Smoking bans in private vehicles
Smoking bans in private vehicles exist to protect passengers from secondhand smoke and to increase road traffic safety, e.g. by preventing the driver from being distracted by the act of smoking. Private vehicles are used by individuals for personal transportation; smoking bans in private vehicles are less common than bans extended to public transport or vehicles used during work, like trucks or police cars.
- 1 Traffic security
- 2 Protection from secondhand smoke
- 3 Wildfires
- 4 Jurisdictions with a smoking ban in private vehicles
- 5 Planned smoking bans in private vehicles
- 6 External links
- 7 References
The acts of looking for, reaching for, and then lighting cigarettes can considerably distract the driver. A burning cigarette or marijuana joint that has fallen into the driver's lap might lead to panic-like reactions. Cigarette stubs thrown out of a window pose a serious fire threat. Some serious traffic accidents in Germany are known to have been caused by a lit cigarette. Some German tribunals have commented on the imprudence of smoking while driving. Smoking may be compared to using a cell phone while driving, which is also banned in some jurisdictions.
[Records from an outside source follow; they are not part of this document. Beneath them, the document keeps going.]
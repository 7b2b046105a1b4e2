//! Bounded per-statistic history across replications.

use std::collections::BTreeMap;

use procflow_core::fixed::{Fixed64, fixed64_to_f64};

use crate::pivot::{PivotTable, StatKey};

// ---------------------------------------------------------------------------
// RingBuffer
// ---------------------------------------------------------------------------

/// A fixed-capacity ring buffer. When full, the oldest entry is overwritten.
/// Iterates oldest-to-newest.
#[derive(Debug, Clone)]
pub struct RingBuffer<T = Fixed64> {
    data: Vec<T>,
    head: usize,
    len: usize,
}

impl<T: Copy + Default> RingBuffer<T> {
    /// # Panics
    ///
    /// Panics if `capacity` is zero.
    pub fn new(capacity: usize) -> Self {
        assert!(capacity > 0, "RingBuffer capacity must be > 0");
        Self {
            data: vec![T::default(); capacity],
            head: 0,
            len: 0,
        }
    }

    pub fn push(&mut self, value: T) {
        self.data[self.head] = value;
        self.head = (self.head + 1) % self.capacity();
        if self.len < self.capacity() {
            self.len += 1;
        }
    }

    pub fn len(&self) -> usize {
        self.len
    }

    pub fn is_empty(&self) -> bool {
        self.len == 0
    }

    pub fn capacity(&self) -> usize {
        self.data.len()
    }

    pub fn is_full(&self) -> bool {
        self.len == self.capacity()
    }

    pub fn latest(&self) -> Option<T> {
        if self.len == 0 {
            return None;
        }
        let idx = (self.head + self.capacity() - 1) % self.capacity();
        Some(self.data[idx])
    }

    pub fn oldest(&self) -> Option<T> {
        self.iter().next()
    }

    pub fn iter(&self) -> RingBufferIter<'_, T> {
        let start = if self.is_full() { self.head } else { 0 };
        RingBufferIter {
            buffer: self,
            index: start,
            remaining: self.len,
        }
    }

    pub fn to_vec(&self) -> Vec<T> {
        self.iter().collect()
    }

    /// Drop every value, keeping the capacity.
    pub fn clear(&mut self) {
        self.data.fill(T::default());
        self.head = 0;
        self.len = 0;
    }
}

pub struct RingBufferIter<'a, T> {
    buffer: &'a RingBuffer<T>,
    index: usize,
    remaining: usize,
}

impl<T: Copy + Default> Iterator for RingBufferIter<'_, T> {
    type Item = T;

    fn next(&mut self) -> Option<T> {
        if self.remaining == 0 {
            return None;
        }
        let value = self.buffer.data[self.index];
        self.index = (self.index + 1) % self.buffer.capacity();
        self.remaining -= 1;
        Some(value)
    }

    fn size_hint(&self) -> (usize, Option<usize>) {
        (self.remaining, Some(self.remaining))
    }
}

impl<T: Copy + Default> ExactSizeIterator for RingBufferIter<'_, T> {}

// ---------------------------------------------------------------------------
// ReplicationHistory
// ---------------------------------------------------------------------------

/// Saturating conversion; NaN maps to zero.
fn to_fixed(v: f64) -> Fixed64 {
    if v.is_nan() {
        Fixed64::ZERO
    } else {
        Fixed64::saturating_from_num(v)
    }
}

/// The last `capacity` replication values of every pivot statistic, stored
/// as [`Fixed64`] so that moving averages are bit-identical across
/// platforms.
#[derive(Debug, Clone)]
pub struct ReplicationHistory {
    capacity: usize,
    series: BTreeMap<StatKey, RingBuffer<Fixed64>>,
}

impl ReplicationHistory {
    /// # Panics
    ///
    /// Panics if `capacity` is zero.
    pub fn new(capacity: usize) -> Self {
        assert!(capacity > 0, "ReplicationHistory capacity must be > 0");
        Self {
            capacity,
            series: BTreeMap::new(),
        }
    }

    /// Append the most recent value of every statistic in `table`.
    pub fn record(&mut self, table: &PivotTable) {
        for (key, values) in table.iter() {
            let Some(&value) = values.last() else {
                continue;
            };
            self.series
                .entry(key.clone())
                .or_insert_with(|| RingBuffer::new(self.capacity))
                .push(to_fixed(value));
        }
    }

    pub fn series(&self, key: &StatKey) -> Option<&RingBuffer<Fixed64>> {
        self.series.get(key)
    }

    pub fn latest(&self, key: &StatKey) -> Option<f64> {
        self.series(key)?.latest().map(fixed64_to_f64)
    }

    /// Mean of the retained values.
    pub fn moving_average(&self, key: &StatKey) -> Option<f64> {
        let buf = self.series(key)?;
        if buf.is_empty() {
            return None;
        }
        let sum = buf
            .iter()
            .fold(Fixed64::ZERO, |acc, v| acc.saturating_add(v));
        Some(fixed64_to_f64(sum / Fixed64::from_num(buf.len())))
    }

    /// Newest minus oldest retained value.
    pub fn drift(&self, key: &StatKey) -> Option<f64> {
        let buf = self.series(key)?;
        let (oldest, latest) = (buf.oldest()?, buf.latest()?);
        Some(fixed64_to_f64(latest.saturating_sub(oldest)))
    }

    pub fn len(&self) -> usize {
        self.series.len()
    }

    pub fn is_empty(&self) -> bool {
        self.series.is_empty()
    }
}
#[test]
fn type_filtered_edges() {
    let mut m = model(300.0, 12);
    let source = m
        .add_source(
            "Source",
            SourceConfig::interarrival(constant(1.0))
                .weighted(vec![("Bolt".into(), 0.3), ("Nut".into(), 0.7)]),
        )
        .unwrap();
    let bolts = add_sink(&mut m, "Bolts");
    let nuts = add_sink(&mut m, "Nuts");
    m.connect(source, bolts, ConnectOptions::default().entity_type("Bolt"))
        .unwrap();
    m.connect(source, nuts, ConnectOptions::default().entity_type("Nut"))
        .unwrap();
    m.run().unwrap();

    let bolt = m.entity_type("Bolt").unwrap();
    let nut = m.entity_type("Nut").unwrap();
    let created = |ty| m.entities().type_stats(ty).unwrap().number_created;
    let destroyed = |ty| m.entities().type_stats(ty).unwrap().number_destroyed;
    assert_eq!(sink_entered(&m, "Bolts"), destroyed(bolt));
    assert_eq!(sink_entered(&m, "Nuts"), destroyed(nut));
    assert!(created(nut) > created(bolt));
}

// ===========================================================================
// Storage and vehicles
// ===========================================================================

#[test]
fn consumers_pull_from_storage() {
    let mut m = model(1_000.0, 13);
    let source = m
        .add_source(
            "Source",
            SourceConfig::interarrival(constant(2.0)).max_arrivals(30),
        )
        .unwrap();
    let shelf = m
        .add_storage(
            "Shelf",
            StorageConfig::new("Shelf").processing(ProcessingConfig::default().capacity(50)),
        )
        .unwrap();
    let picker = m
        .add_server(
            "Picker",
            ProcessingConfig::new(constant(3.0)).storage_queue("Shelf"),
        )
        .unwrap();
    let sink = add_sink(&mut m, "Sink");
    connect(&mut m, source, shelf);
    connect(&mut m, picker, sink);
    m.run().unwrap();

    assert_eq!(sink_entered(&m, "Sink"), 30);
    assert_eq!(m.storage(shelf).unwrap().core.stats.total_entities_processed, 30);
    assert_eq!(m.server(picker).unwrap().total_entities_processed(), 30);
    let storage = m.storage_manager();
    assert_eq!(storage.queue_len("Shelf"), 0);
    assert!(storage.is_consistent());
}

#[test]
fn vehicles_carry_entities_between_components() {
    let mut m = model(1_000.0, 14);
    let source = m
        .add_source(
            "Source",
            SourceConfig::interarrival(constant(10.0)).max_arrivals(6),
        )
        .unwrap();
    let dock = m
        .add_server(
            "Dock",
            ProcessingConfig::new(constant(1.0)).vehicle_group("Trucks"),
        )
        .unwrap();
    let truck = m
        .add_vehicle("Truck", VehicleConfig::new(constant(5.0)).group("Trucks"))
        .unwrap();
    let sink = m.add_sink("Sink", SinkConfig::default().tally("tis")).unwrap();
    connect(&mut m, source, dock);
    connect(&mut m, dock, sink);
    m.run().unwrap();

    let truck = m.vehicle(truck).unwrap();
    assert_eq!(truck.total_trips(), 6);
    assert_eq!(truck.entities_transported(), 6);
    assert_eq!(sink_entered(&m, "Sink"), 6);
    // One unit of processing plus five of travel.
    assert_eq!(m.tallies().get("tis").unwrap().mean(), Some(6.0));
}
Protection from secondhand smoke
More recently, the dangers of secondhand smoke have seen more attention, and smoking in a car (whether in motion or not) is banned in some jurisdictions as a measure against passive smoking. Some laws stipulate that such a ban applies only when a passenger is under a certain age.
Cigarettes or cigarette litter thrown out of the window of cars moving through a vegetated area (particularly during the hot season) is one of the causes of wildfires or bushfires. A southern France firefighters' department statistic attributes 16% of local bushfires to cigarette litter thrown out of moving vehicles (and 13.8% to cigarette litter from pedestrians).
Jurisdictions with a smoking ban in private vehicles
In the Australian Capital Territory, a smoking ban in cars with minors under the age of 16 has existed since May 2012. An on the spot fine of 250 Australian dollars will be applicable, or court fines up to 5,500 Australian dollars.
In New South Wales a smoking ban in cars with minors under the age of 16 has existed since July 2009. There is an on the spot fine of 250 Australian dollars for drivers or passengers, with a maximum fine of 1,100 Australian dollars if disputed.
Since 13 April 2009, smoking in cars with accompanying children is banned in Bahrain.
Smoking with anyone under the age of 16 present in a vehicle is currently banned in the Provinces of British Columbia, Newfoundland and Labrador, Manitoba, Ontario, New Brunswick, Prince Edward Island, Saskatchewan and Yukon Territory. Smoking is banned in vehicles with persons under the age of 19 present in Nova Scotia.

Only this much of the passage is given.